IN MEMORIAM
OF
R. A. WILSON, ESQ.,
EDITOR OF THE BELFAST MORNING NEWS.
Fair vales of Ulster! in the noontide smiling,
Blue Northern mountains, frowning to the sky;
Rivers that flow along, with song beguiling
The summer day your beauties, too, must die!
Know ye no requiem? Ah! streamlets borrow
Your tones from tearful voices! Mountains blue,
O'er your high heads let heavy clouds of sorrow
Tell that ye mourn the death of Patriot true.
Erin! green Erin! let your great heart feel it!
Bid all your sons and daughters, fair and brave,
By dropping tears and mourning faces tell it,
As they place laurels on a new-made grave!
Lowly he lies to day? Death's deep, calm slumber
Has claimed another of our cherished ones;
As he, the talented, ranks with the number
Of Erin's lost, best-loved—her gifted sons!
"Barney Maglone" is dead! Let the winds sighing
On their fleet wings, bear far the wail of woe
To every land.
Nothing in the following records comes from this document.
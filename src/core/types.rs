//! Core type definitions used throughout the codebase

use serde::{Deserialize, Serialize};
use std::fmt;
use uuid::Uuid;

/// Unique identifier for battlefield units
#[derive(Debug, Clone, Copy, PartialEq, Eq, PartialOrd, Ord, Hash, Serialize, Deserialize)]
pub struct UnitId(pub Uuid);

impl UnitId {
    pub fn new() -> Self {
        Self(Uuid::new_v4())
    }
}

impl Default for UnitId {
    fn default() -> Self {
        Self::new()
    }
}

/// Team membership, used for pod ownership and designation records
#[derive(Debug, Clone, Copy, PartialEq, Eq, Hash, Serialize, Deserialize)]
pub struct TeamId(pub u8);

/// Opaque handle to a declared attack sitting in the queue
#[derive(Debug, Clone, Copy, PartialEq, Eq, Hash, Serialize, Deserialize)]
pub struct AttackHandle(pub u32);

/// Combat phases, processed to completion one at a time
///
/// Designator attacks resolve in Offboard; every other queued attack
/// resolves in Firing and rides through earlier phases untouched.
#[derive(Debug, Clone, Copy, PartialEq, Eq, Hash, Serialize, Deserialize)]
pub enum CombatPhase {
    Offboard,
    Firing,
    Physical,
    End,
}

impl CombatPhase {
    /// Phase order within a single combat round
    pub fn sequence() -> [CombatPhase; 4] {
        [
            CombatPhase::Offboard,
            CombatPhase::Firing,
            CombatPhase::Physical,
            CombatPhase::End,
        ]
    }
}

impl fmt::Display for CombatPhase {
    fn fmt(&self, f: &mut fmt::Formatter<'_>) -> fmt::Result {
        let name = match self {
            CombatPhase::Offboard => "Offboard",
            CombatPhase::Firing => "Firing",
            CombatPhase::Physical => "Physical",
            CombatPhase::End => "End",
        };
        write!(f, "{}", name)
    }
}

#[cfg(test)]
mod tests {
    use super::*;

    #[test]
    fn test_unit_id_equality() {
        let a = UnitId::new();
        let b = UnitId::new();
        assert_eq!(a, a);
        assert_ne!(a, b);
    }

    #[test]
    fn test_unit_id_hash() {
        use std::collections::HashMap;
        let id = UnitId::new();
        let mut map: HashMap<UnitId, &str> = HashMap::new();
        map.insert(id, "lance alpha");
        assert_eq!(map.get(&id), Some(&"lance alpha"));
    }

    #[test]
    fn test_phase_sequence_starts_offboard() {
        let seq = CombatPhase::sequence();
        assert_eq!(seq[0], CombatPhase::Offboard);
        assert_eq!(seq[1], CombatPhase::Firing);
    }
}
Let them in wild, sad crying
Tell out to all the sorrow that we know.
Our Poet, and not all Westminster's glory
Could ever give him half so loved a grave
As this green mound, with simple cross, whose story
Shall live 'mong annals of our gifted brave!
Methinks that far among old Ireland's mountains
I hear the breezes sing a sad dirge, low,
Wild, and yet soft, with tears from many fountains
And murmuring riven wailing in their flow.
The grand old woods, with leafy branches waving,
Mingle their many harps in one refrain,
Blent with the waves, whose foam our coast is laving,
Rolling afar, weeping aloud the strain—
Waters and wondrous deep,
Mountains and valleys;
Woodlands and heathery steep,
Lone greenwood alleys,
Sound the long wail of woe,
Tell the news, sad and low,
Let all the wide world know
Of the loved, lost one!
Waves of deep, boundless sea,
Boiling for ever free,
Tell through the time to be
Of the bright, lost one!
Erin, whose bosom green,
His own, his loved shrine has been,
Feel the woe thou hast seen
For the true, lost one!
His land, in weal or woe,
In dark gloom or sunny glow,
Do all Ireland's great ones know
Such zeal as this lost one?
Bright dreams! ah, how fleeting
Was his life's fair story!
Swift, swift was the meeting
Of Death, with earth's glory!
Unrivalled in splendour
His sky was at morning,
Still brightening, its grandeur
His noonday adorning.
But a dark cloud rose glooming,
Ah, me! 'twas Death's shadow!
It chilled the heat blooming
Of hillside or meadow!
Oh, waters and wondrous deep,
Mountains and valleys,
Woodlands and heathery steep,
Lone greenwood alleys—
Sound the weird wail of woe,
Tell the news sad and low,
Let all the wide world knew
Of Erin's best lost one!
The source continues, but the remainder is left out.